▶ HOW TO COMPLETE THIS TASK: Go through the material below and return each line with the string "schema" in it.
((
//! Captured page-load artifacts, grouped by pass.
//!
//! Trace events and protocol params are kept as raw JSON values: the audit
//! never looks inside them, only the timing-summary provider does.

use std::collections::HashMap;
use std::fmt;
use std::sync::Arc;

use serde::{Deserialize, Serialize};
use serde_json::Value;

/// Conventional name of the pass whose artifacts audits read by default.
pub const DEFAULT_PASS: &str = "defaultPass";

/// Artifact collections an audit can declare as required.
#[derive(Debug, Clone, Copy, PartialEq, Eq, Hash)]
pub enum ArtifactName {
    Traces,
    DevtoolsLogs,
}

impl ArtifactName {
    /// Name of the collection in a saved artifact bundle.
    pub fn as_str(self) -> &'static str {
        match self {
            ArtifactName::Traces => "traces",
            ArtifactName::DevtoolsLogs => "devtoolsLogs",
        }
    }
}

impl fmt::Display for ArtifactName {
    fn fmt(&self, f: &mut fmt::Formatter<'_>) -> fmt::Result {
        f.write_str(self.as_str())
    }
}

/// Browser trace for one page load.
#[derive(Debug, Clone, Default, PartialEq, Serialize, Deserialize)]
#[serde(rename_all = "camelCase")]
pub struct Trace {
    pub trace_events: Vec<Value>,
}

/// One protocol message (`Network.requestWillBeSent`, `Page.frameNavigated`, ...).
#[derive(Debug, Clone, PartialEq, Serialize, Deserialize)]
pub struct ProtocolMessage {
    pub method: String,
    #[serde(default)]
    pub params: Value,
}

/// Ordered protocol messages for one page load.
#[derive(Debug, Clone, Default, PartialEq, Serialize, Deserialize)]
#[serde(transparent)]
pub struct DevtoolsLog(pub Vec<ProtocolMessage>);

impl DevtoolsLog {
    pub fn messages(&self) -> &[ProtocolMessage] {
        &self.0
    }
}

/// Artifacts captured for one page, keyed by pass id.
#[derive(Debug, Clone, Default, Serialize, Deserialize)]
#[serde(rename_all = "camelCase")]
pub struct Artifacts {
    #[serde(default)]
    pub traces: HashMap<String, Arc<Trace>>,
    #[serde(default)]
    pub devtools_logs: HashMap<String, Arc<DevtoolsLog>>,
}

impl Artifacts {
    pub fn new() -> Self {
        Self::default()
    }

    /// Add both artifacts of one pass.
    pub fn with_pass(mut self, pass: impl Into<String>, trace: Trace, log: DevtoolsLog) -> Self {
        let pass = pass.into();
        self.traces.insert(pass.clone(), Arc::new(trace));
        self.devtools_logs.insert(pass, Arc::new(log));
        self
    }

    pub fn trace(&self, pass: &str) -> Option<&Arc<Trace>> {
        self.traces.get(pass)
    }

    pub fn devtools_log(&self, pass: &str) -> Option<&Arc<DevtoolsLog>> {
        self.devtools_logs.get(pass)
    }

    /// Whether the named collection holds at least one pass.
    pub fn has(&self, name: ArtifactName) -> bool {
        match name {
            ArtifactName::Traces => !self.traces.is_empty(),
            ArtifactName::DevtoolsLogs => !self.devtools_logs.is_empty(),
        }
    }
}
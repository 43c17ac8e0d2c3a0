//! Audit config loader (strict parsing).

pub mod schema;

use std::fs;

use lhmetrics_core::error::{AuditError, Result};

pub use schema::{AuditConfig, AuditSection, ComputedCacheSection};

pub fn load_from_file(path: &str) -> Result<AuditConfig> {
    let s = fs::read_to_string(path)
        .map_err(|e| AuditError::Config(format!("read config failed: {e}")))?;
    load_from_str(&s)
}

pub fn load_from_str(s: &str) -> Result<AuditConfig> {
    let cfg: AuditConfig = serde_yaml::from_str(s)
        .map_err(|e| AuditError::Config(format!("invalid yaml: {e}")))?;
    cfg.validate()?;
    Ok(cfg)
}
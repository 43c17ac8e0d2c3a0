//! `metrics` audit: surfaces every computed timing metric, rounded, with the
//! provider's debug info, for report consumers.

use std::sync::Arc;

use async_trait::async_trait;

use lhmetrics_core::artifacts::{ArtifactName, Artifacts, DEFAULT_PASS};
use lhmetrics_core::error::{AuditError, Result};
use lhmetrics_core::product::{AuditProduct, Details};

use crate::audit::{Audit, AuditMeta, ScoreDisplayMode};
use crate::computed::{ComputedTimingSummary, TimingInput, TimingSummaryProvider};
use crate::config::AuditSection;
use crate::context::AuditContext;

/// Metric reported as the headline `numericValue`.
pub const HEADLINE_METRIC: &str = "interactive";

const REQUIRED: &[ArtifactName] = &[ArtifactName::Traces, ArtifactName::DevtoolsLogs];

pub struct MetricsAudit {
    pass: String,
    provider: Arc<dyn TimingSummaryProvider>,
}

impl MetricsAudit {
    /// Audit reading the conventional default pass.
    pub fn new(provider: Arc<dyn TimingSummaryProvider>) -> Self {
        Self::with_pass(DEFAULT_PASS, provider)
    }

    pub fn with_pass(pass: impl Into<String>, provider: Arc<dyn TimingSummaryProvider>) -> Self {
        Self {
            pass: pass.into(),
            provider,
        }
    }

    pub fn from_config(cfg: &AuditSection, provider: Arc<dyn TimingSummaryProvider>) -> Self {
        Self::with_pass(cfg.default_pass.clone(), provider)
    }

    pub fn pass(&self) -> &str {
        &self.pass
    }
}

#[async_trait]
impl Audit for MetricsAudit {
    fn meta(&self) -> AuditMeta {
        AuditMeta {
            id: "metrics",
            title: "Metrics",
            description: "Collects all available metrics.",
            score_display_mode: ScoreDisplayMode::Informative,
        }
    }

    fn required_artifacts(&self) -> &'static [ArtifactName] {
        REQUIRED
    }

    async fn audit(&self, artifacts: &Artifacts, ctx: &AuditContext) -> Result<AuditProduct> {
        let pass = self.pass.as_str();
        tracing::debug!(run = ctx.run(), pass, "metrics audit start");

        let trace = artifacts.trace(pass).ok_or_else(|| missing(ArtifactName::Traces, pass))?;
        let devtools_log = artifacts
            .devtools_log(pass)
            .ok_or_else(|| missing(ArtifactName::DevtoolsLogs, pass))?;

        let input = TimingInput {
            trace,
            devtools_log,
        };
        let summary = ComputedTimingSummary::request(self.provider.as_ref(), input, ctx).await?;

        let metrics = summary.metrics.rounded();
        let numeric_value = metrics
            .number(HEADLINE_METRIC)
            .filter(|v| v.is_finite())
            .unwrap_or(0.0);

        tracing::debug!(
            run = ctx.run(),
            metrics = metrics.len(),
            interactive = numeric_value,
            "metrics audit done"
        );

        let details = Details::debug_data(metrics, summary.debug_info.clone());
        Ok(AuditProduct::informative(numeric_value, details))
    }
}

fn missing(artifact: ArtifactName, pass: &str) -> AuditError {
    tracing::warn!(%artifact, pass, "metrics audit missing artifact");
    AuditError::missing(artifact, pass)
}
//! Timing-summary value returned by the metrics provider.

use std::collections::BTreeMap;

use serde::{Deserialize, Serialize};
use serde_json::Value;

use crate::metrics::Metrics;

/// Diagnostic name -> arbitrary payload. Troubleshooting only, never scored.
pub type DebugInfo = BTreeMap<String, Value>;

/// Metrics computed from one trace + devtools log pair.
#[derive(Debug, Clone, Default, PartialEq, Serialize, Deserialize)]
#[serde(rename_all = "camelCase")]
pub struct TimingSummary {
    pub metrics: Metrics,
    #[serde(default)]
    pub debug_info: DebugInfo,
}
))
▶ RESULT OF THIS EXERCISE:
pub mod schema;
pub use schema::{AuditConfig, AuditSection, ComputedCacheSection};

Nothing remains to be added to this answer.